● **Your assignment**: Among the lines of this material, find those holding the word "impl" and report how many there are, with nothing added.

● **Task material**:

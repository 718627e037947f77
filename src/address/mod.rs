//! The [`EmailAddress`] value object: parsing, canonical formatting,
//! ordering and hashing.

mod error;
pub mod ordering;

use std::fmt;
use std::str::FromStr;

pub use error::ParseError;
pub use ordering::{compare, domain_eq, domain_ne, hash, hash32};

use crate::validator::{validate_domain, validate_local};

/// Longest accepted raw input, in bytes (SMTP path limit).
pub const MAX_LENGTH: usize = 254;

/// A validated, lowercased `local@domain` address.
///
/// Only obtainable through [`parse`] (or the conversions that call it), so
/// both parts always satisfy the validator grammar.
#[derive(Debug, Clone)]
pub struct EmailAddress {
    local: String,
    domain: String,
}

impl EmailAddress {
    pub fn local(&self) -> &str {
        &self.local
    }

    pub fn domain(&self) -> &str {
        &self.domain
    }

    /// Canonical `local@domain` text.
    pub fn to_canonical(&self) -> String {
        format(self)
    }
}

/// Parses `raw` into an [`EmailAddress`].
///
/// The input is lowercased into a fresh buffer, split on its single `@`, and
/// both halves are validated. `raw` itself is never modified.
pub fn parse(raw: &str) -> Result<EmailAddress, ParseError> {
    if raw.len() > MAX_LENGTH {
        return Err(ParseError::too_long(raw.len()));
    }

    let lowered = raw.to_ascii_lowercase();
    let (local, domain) = match lowered.split_once('@') {
        None => return Err(ParseError::MissingSeparator),
        Some((_, domain)) if domain.contains('@') => {
            return Err(ParseError::MultipleSeparators);
        }
        Some(parts) => parts,
    };

    if local.is_empty() {
        return Err(ParseError::EmptyLocal);
    }
    if domain.is_empty() {
        return Err(ParseError::EmptyDomain);
    }

    if !(validate_local(local) && validate_domain(domain)) {
        return Err(ParseError::InvalidSyntax(raw.to_string()));
    }

    Ok(EmailAddress {
        local: local.to_string(),
        domain: domain.to_string(),
    })
}

/// Renders `email` as `local@domain`.
pub fn format(email: &EmailAddress) -> String {
    let mut out = String::with_capacity(email.local.len() + 1 + email.domain.len());
    out.push_str(&email.local);
    out.push('@');
    out.push_str(&email.domain);
    out
}

impl fmt::Display for EmailAddress {
    fn fmt(&self, f: &mut fmt::Formatter<'_>) -> fmt::Result {
        write!(f, "{}@{}", self.local, self.domain)
    }
}

impl FromStr for EmailAddress {
    type Err = ParseError;

    fn from_str(s: &str) -> Result<Self, Self::Err> {
        parse(s)
    }
}

impl TryFrom<&str> for EmailAddress {
    type Error = ParseError;

    fn try_from(value: &str) -> Result<Self, Self::Error> {
        parse(value)
    }
}

impl TryFrom<String> for EmailAddress {
    type Error = ParseError;

    fn try_from(value: String) -> Result<Self, Self::Error> {
        parse(&value)
    }
}

impl From<EmailAddress> for String {
    fn from(email: EmailAddress) -> Self {
        format(&email)
    }
}

#[cfg(feature = "with-serde")]
impl serde::Serialize for EmailAddress {
    fn serialize<S: serde::Serializer>(&self, serializer: S) -> Result<S::Ok, S::Error> {
        serializer.collect_str(self)
    }
}

#[cfg(feature = "with-serde")]
impl<'de> serde::Deserialize<'de> for EmailAddress {
    fn deserialize<D: serde::Deserializer<'de>>(deserializer: D) -> Result<Self, D::Error> {
        let raw = String::deserialize(deserializer)?;
        parse(&raw).map_err(serde::de::Error::custom)
    }
}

● **Answer area**: 8